Exercise goal — In the records below, begin at the line containing "assert!(read.read);" and end at the line containing "let names: Vec<_>"; quote every line in that span exactly, including both boundary lines, and no others.

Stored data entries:
--------------------

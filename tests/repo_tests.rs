#![cfg(feature = "inmem-store")]

use tradepost::models::{NewComment, NewNotification, NewPost, NotificationKind, PostKind, VoteCounters, VoteType};
use tradepost::repo::{inmem::InMemRepo, RepoError};
// Bring trait method namespaces into scope so calls on InMemRepo resolve.
use tradepost::repo::{CommentRepo, NotificationRepo, PostRepo, VoteRepo};

fn new_post(kind: PostKind, author: &str) -> NewPost {
    NewPost {
        kind,
        author_id: author.into(),
        author_username: author.into(),
        title: "title".into(),
        body: "body".into(),
    }
}

fn new_comment(kind: PostKind, post_id: i64, content: &str) -> NewComment {
    NewComment {
        post_kind: kind,
        post_id,
        author_id: "u".into(),
        author_username: "u".into(),
        content: content.into(),
    }
}

#[tokio::test]
async fn posts_are_scoped_by_kind() {
    let r = InMemRepo::ephemeral();
    let trade = r.create_post(new_post(PostKind::Trade, "a")).await.unwrap();
    let forum = r.create_post(new_post(PostKind::ForumPost, "a")).await.unwrap();
    assert_ne!(trade.id, forum.id);
    assert_eq!((trade.upvotes, trade.downvotes), (0, 0));

    assert!(r.find_post(PostKind::Trade, trade.id).await.unwrap().is_some());
    assert!(r.find_post(PostKind::ForumPost, trade.id).await.unwrap().is_none());
    assert_eq!(r.list_posts(PostKind::Trade).await.unwrap().len(), 1);
    assert_eq!(r.list_posts(PostKind::ForumPost).await.unwrap()[0].id, forum.id);

    let err = r.update_post_counters(PostKind::ForumPost, trade.id, VoteCounters { upvotes: 1, downvotes: 0 }).await.unwrap_err();
    assert!(matches!(err, RepoError::NotFound));
}

#[tokio::test]
async fn vote_pair_is_unique() {
    let r = InMemRepo::ephemeral();
    let p = r.create_post(new_post(PostKind::Trade, "a")).await.unwrap();

    r.insert_vote(PostKind::Trade, p.id, "b", VoteType::Up).await.unwrap();
    let err = r.insert_vote(PostKind::Trade, p.id, "b", VoteType::Down).await.unwrap_err();
    assert!(matches!(err, RepoError::Conflict));

    // same user, other post kind with the same numeric id space is a distinct pair
    r.insert_vote(PostKind::ForumPost, p.id, "b", VoteType::Down).await.unwrap();

    let updated = r.update_vote(PostKind::Trade, p.id, "b", VoteType::Down).await.unwrap();
    assert_eq!(updated.vote_type, VoteType::Down);
    assert!(updated.updated_at >= updated.created_at);
    assert_eq!(r.count_votes(PostKind::Trade, p.id).await.unwrap(), VoteCounters { upvotes: 0, downvotes: 1 });

    r.delete_vote(PostKind::Trade, p.id, "b").await.unwrap();
    assert!(r.find_vote(PostKind::Trade, p.id, "b").await.unwrap().is_none());
    assert!(matches!(r.delete_vote(PostKind::Trade, p.id, "b").await, Err(RepoError::NotFound)));
    assert!(matches!(r.update_vote(PostKind::Trade, p.id, "b", VoteType::Up).await, Err(RepoError::NotFound)));
}

#[tokio::test]
async fn comments_require_post_and_list_newest_first() {
    let r = InMemRepo::ephemeral();
    let p = r.create_post(new_post(PostKind::ForumPost, "a")).await.unwrap();

    let err = r.insert_comment(new_comment(PostKind::Trade, p.id, "wrong kind")).await.unwrap_err();
    assert!(matches!(err, RepoError::NotFound));

    let c1 = r.insert_comment(new_comment(PostKind::ForumPost, p.id, "one")).await.unwrap();
    let c2 = r.insert_comment(new_comment(PostKind::ForumPost, p.id, "two")).await.unwrap();
    let listed = r.list_comments(PostKind::ForumPost, p.id).await.unwrap();
    assert_eq!(listed.iter().map(|c| c.id).collect::<Vec<_>>(), vec![c2.id, c1.id]);
    assert_eq!(r.count_comments(PostKind::ForumPost, p.id).await.unwrap(), 2);
}

#[tokio::test]
async fn delete_post_cascades() {
    let r = InMemRepo::ephemeral();
    let p = r.create_post(new_post(PostKind::Trade, "a")).await.unwrap();
    let other = r.create_post(new_post(PostKind::Trade, "a")).await.unwrap();
    r.insert_vote(PostKind::Trade, p.id, "b", VoteType::Up).await.unwrap();
    r.insert_vote(PostKind::Trade, other.id, "b", VoteType::Up).await.unwrap();
    r.insert_comment(new_comment(PostKind::Trade, p.id, "x")).await.unwrap();

    r.delete_post(PostKind::Trade, p.id).await.unwrap();
    assert!(r.find_post(PostKind::Trade, p.id).await.unwrap().is_none());
    assert!(r.find_vote(PostKind::Trade, p.id, "b").await.unwrap().is_none());
    assert_eq!(r.count_comments(PostKind::Trade, p.id).await.unwrap(), 0);
    assert!(r.find_vote(PostKind::Trade, other.id, "b").await.unwrap().is_some());
    assert!(matches!(r.delete_post(PostKind::Trade, p.id).await, Err(RepoError::NotFound)));
}

#[tokio::test]
async fn notifications_are_per_recipient() {
    let r = InMemRepo::ephemeral();
    let note = |recipient: &str, title: &str| NewNotification {
        recipient: recipient.into(),
        sender: "s".into(),
        kind: NotificationKind::Comment,
        title: title.into(),
        message: "m".into(),
        related_kind: PostKind::Trade,
        related_id: 1,
    };
    r.insert_notification(note("a", "first")).await.unwrap();
    let second = r.insert_notification(note("a", "second")).await.unwrap();
    r.insert_notification(note("b", "other")).await.unwrap();

    let inbox = r.list_notifications("a").await.unwrap();
    assert_eq!(inbox.iter().map(|n| n.title.as_str()).collect::<Vec<_>>(), vec!["second", "first"]);
    assert!(inbox.iter().all(|n| !n.read));

    assert!(matches!(r.mark_notification_read("b", second.id).await, Err(RepoError::NotFound)));
    let read = r.mark_notification_read("a", second.id).await.unwrap();
    assert!(read.read);
}

#[tokio::test]
#[serial_test::serial]
async fn snapshot_survives_restart() {
    let dir = tempfile::tempdir().unwrap();
    std::env::set_var("TRADEPOST_DATA_DIR", dir.path());

    let r = InMemRepo::new();
    let p = r.create_post(new_post(PostKind::Trade, "a")).await.unwrap();
    r.insert_vote(PostKind::Trade, p.id, "b", VoteType::Down).await.unwrap();
    drop(r);

    let reloaded = InMemRepo::new();
    assert!(reloaded.find_post(PostKind::Trade, p.id).await.unwrap().is_some());
    let vote = reloaded.find_vote(PostKind::Trade, p.id, "b").await.unwrap().unwrap();
    assert_eq!(vote.vote_type, VoteType::Down);
    // id sequence continues after reload
    let next = reloaded.create_post(new_post(PostKind::Trade, "a")).await.unwrap();
    assert!(next.id > p.id);

    std::env::remove_var("TRADEPOST_DATA_DIR");
}

#[tokio::test]
async fn vote_delta_applies_to_stored_counters() {
    let r = InMemRepo::ephemeral();
    let p = r.create_post(new_post(PostKind::Trade, "a")).await.unwrap();
    assert_eq!(r.apply_vote_delta(PostKind::Trade, p.id, 1, 0).await.unwrap(), VoteCounters { upvotes: 1, downvotes: 0 });
    assert_eq!(r.apply_vote_delta(PostKind::Trade, p.id, 1, 1).await.unwrap(), VoteCounters { upvotes: 2, downvotes: 1 });
    // never below zero
    assert_eq!(r.apply_vote_delta(PostKind::Trade, p.id, -5, -1).await.unwrap(), VoteCounters { upvotes: 0, downvotes: 0 });
    assert!(matches!(r.apply_vote_delta(PostKind::ForumPost, p.id, 1, 0).await, Err(RepoError::NotFound)));
}

#[tokio::test(flavor = "multi_thread", worker_threads = 4)]
#[serial_test::serial]
async fn concurrent_writes_leave_a_complete_snapshot() {
    let dir = tempfile::tempdir().unwrap();
    std::env::set_var("TRADEPOST_DATA_DIR", dir.path());

    let r = std::sync::Arc::new(InMemRepo::new());
    let mut handles = Vec::new();
    for _ in 0..32 {
        let r = r.clone();
        handles.push(tokio::spawn(async move { r.create_post(new_post(PostKind::ForumPost, "a")).await }));
    }
    for h in handles {
        h.await.unwrap().unwrap();
    }

    // no temp files left behind next to the snapshot
    let names: Vec<_> = std::fs::read_dir(dir.path()).unwrap().map(|e| e.unwrap().file_name()).collect();
    assert_eq!(names, vec![std::ffi::OsString::from("state.json")]);
    let reloaded = InMemRepo::new();
    assert_eq!(reloaded.list_posts(PostKind::ForumPost).await.unwrap().len(), 32);

    std::env::remove_var("TRADEPOST_DATA_DIR");
}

--------------------

Answer for the task —
    assert!(read.read);
}

#[tokio::test]
#[serial_test::serial]
async fn snapshot_survives_restart() {
    let dir = tempfile::tempdir().unwrap();
    std::env::set_var("TRADEPOST_DATA_DIR", dir.path());

    let r = InMemRepo::new();
    let p = r.create_post(new_post(PostKind::Trade, "a")).await.unwrap();
    r.insert_vote(PostKind::Trade, p.id, "b", VoteType::Down).await.unwrap();
    drop(r);

    let reloaded = InMemRepo::new();
    assert!(reloaded.find_post(PostKind::Trade, p.id).await.unwrap().is_some());
    let vote = reloaded.find_vote(PostKind::Trade, p.id, "b").await.unwrap().unwrap();
    assert_eq!(vote.vote_type, VoteType::Down);
    // id sequence continues after reload
    let next = reloaded.create_post(new_post(PostKind::Trade, "a")).await.unwrap();
    assert!(next.id > p.id);

    std::env::remove_var("TRADEPOST_DATA_DIR");
}

#[tokio::test]
async fn vote_delta_applies_to_stored_counters() {
    let r = InMemRepo::ephemeral();
    let p = r.create_post(new_post(PostKind::Trade, "a")).await.unwrap();
    assert_eq!(r.apply_vote_delta(PostKind::Trade, p.id, 1, 0).await.unwrap(), VoteCounters { upvotes: 1, downvotes: 0 });
    assert_eq!(r.apply_vote_delta(PostKind::Trade, p.id, 1, 1).await.unwrap(), VoteCounters { upvotes: 2, downvotes: 1 });
    // never below zero
    assert_eq!(r.apply_vote_delta(PostKind::Trade, p.id, -5, -1).await.unwrap(), VoteCounters { upvotes: 0, downvotes: 0 });
    assert!(matches!(r.apply_vote_delta(PostKind::ForumPost, p.id, 1, 0).await, Err(RepoError::NotFound)));
}

#[tokio::test(flavor = "multi_thread", worker_threads = 4)]
#[serial_test::serial]
async fn concurrent_writes_leave_a_complete_snapshot() {
    let dir = tempfile::tempdir().unwrap();
    std::env::set_var("TRADEPOST_DATA_DIR", dir.path());

    let r = std::sync::Arc::new(InMemRepo::new());
    let mut handles = Vec::new();
    for _ in 0..32 {
        let r = r.clone();
        handles.push(tokio::spawn(async move { r.create_post(new_post(PostKind::ForumPost, "a")).await }));
    }
    for h in handles {
        h.await.unwrap().unwrap();
    }

    // no temp files left behind next to the snapshot
    let names: Vec<_> = std::fs::read_dir(dir.path()).unwrap().map(|e| e.unwrap().file_name()).collect();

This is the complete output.